▶ **Task instructions**:
Your task is to copy the stretch of lines in the records below that begins with the line containing "assert_eq!(ops.len(), 1);" and ends with the line containing "let page = CalendarPage::open(&conn, cursor(2025, 1)).unwrap();", exactly as written, with nothing added.

▶ **Exercise material**:
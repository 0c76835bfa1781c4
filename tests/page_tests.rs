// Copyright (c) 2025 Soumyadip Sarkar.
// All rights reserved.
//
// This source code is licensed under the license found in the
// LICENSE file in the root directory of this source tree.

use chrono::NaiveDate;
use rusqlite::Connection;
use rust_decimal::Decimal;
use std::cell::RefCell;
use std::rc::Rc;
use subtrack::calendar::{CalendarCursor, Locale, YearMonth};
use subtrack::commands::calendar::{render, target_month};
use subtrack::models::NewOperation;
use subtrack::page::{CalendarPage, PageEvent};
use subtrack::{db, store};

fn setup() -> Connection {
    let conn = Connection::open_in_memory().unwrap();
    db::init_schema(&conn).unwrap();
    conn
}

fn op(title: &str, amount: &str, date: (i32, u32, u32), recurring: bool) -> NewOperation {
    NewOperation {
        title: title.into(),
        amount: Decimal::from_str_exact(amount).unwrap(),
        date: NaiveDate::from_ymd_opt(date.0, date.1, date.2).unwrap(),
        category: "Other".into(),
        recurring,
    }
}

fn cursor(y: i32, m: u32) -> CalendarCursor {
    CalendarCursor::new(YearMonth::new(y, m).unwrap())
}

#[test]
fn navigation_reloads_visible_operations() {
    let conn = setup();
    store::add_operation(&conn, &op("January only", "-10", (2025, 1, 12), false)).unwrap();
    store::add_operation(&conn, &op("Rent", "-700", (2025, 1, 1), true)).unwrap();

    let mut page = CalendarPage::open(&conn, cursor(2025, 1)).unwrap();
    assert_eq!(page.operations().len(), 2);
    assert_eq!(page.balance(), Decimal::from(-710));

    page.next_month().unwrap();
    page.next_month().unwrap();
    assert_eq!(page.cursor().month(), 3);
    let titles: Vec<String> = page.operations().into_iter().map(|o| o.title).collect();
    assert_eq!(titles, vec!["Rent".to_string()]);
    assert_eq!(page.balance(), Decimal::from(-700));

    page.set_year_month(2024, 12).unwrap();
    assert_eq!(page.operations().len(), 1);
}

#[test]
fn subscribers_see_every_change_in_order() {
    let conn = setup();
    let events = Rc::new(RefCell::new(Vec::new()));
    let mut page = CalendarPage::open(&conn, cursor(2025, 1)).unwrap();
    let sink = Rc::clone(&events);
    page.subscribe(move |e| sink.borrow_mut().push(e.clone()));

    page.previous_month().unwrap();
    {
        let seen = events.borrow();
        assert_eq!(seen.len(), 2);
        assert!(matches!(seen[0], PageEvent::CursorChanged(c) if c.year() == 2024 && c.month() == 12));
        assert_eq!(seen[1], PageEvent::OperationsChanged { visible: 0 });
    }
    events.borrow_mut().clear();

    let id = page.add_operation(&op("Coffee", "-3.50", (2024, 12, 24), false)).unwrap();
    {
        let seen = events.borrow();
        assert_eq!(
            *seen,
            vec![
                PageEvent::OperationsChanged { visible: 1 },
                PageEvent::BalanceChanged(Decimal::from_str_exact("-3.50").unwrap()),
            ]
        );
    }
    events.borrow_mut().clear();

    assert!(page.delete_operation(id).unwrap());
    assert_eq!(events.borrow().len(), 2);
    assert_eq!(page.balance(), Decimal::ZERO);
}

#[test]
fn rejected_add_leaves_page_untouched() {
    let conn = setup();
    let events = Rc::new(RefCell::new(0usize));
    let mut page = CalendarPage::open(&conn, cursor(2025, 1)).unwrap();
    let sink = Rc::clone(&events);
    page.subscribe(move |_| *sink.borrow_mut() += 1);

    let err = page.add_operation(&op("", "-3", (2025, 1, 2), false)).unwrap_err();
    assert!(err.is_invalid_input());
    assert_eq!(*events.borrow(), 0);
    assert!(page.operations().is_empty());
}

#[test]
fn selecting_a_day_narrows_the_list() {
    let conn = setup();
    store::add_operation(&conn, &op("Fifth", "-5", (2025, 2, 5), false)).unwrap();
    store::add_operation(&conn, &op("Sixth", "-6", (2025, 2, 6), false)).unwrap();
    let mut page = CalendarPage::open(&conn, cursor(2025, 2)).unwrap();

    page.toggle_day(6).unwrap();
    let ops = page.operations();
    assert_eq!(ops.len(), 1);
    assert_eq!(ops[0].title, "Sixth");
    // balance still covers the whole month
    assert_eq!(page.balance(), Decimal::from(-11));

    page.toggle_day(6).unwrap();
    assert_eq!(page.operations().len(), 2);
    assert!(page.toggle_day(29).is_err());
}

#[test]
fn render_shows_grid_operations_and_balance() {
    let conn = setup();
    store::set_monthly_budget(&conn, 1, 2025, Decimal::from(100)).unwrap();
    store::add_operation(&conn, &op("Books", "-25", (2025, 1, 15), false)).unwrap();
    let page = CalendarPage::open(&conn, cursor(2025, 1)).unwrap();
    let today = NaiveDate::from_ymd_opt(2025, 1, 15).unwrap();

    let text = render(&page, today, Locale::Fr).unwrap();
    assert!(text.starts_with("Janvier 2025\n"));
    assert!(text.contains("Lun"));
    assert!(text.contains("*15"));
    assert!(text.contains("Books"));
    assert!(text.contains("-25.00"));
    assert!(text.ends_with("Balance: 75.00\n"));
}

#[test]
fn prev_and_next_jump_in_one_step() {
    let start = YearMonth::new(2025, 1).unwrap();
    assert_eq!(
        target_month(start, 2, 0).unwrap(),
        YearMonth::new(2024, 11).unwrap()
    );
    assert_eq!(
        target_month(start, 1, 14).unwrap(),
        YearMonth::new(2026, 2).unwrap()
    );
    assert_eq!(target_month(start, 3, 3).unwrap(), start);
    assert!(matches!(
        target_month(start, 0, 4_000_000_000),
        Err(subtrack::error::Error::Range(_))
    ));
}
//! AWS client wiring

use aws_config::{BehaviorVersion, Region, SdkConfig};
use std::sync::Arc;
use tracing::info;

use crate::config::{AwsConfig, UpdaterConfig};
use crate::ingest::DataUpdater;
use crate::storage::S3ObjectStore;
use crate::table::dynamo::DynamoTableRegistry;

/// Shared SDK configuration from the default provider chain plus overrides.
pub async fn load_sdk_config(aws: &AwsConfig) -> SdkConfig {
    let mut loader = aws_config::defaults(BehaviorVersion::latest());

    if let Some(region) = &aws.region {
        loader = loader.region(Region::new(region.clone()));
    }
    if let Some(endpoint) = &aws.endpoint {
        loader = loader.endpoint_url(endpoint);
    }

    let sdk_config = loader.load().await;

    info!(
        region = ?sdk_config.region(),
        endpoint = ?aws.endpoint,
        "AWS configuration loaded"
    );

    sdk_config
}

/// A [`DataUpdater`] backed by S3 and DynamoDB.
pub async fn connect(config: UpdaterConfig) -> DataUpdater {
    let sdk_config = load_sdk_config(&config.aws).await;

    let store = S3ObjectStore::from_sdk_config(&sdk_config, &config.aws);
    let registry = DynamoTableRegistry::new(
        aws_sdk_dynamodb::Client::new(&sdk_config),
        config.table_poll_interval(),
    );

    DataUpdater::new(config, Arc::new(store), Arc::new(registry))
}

▶ **Task response**:
    assert_eq!(ops.len(), 1);
    assert_eq!(ops[0].title, "Sixth");
    // balance still covers the whole month
    assert_eq!(page.balance(), Decimal::from(-11));

    page.toggle_day(6).unwrap();
    assert_eq!(page.operations().len(), 2);
    assert!(page.toggle_day(29).is_err());
}

#[test]
fn render_shows_grid_operations_and_balance() {
    let conn = setup();
    store::set_monthly_budget(&conn, 1, 2025, Decimal::from(100)).unwrap();
    store::add_operation(&conn, &op("Books", "-25", (2025, 1, 15), false)).unwrap();
    let page = CalendarPage::open(&conn, cursor(2025, 1)).unwrap();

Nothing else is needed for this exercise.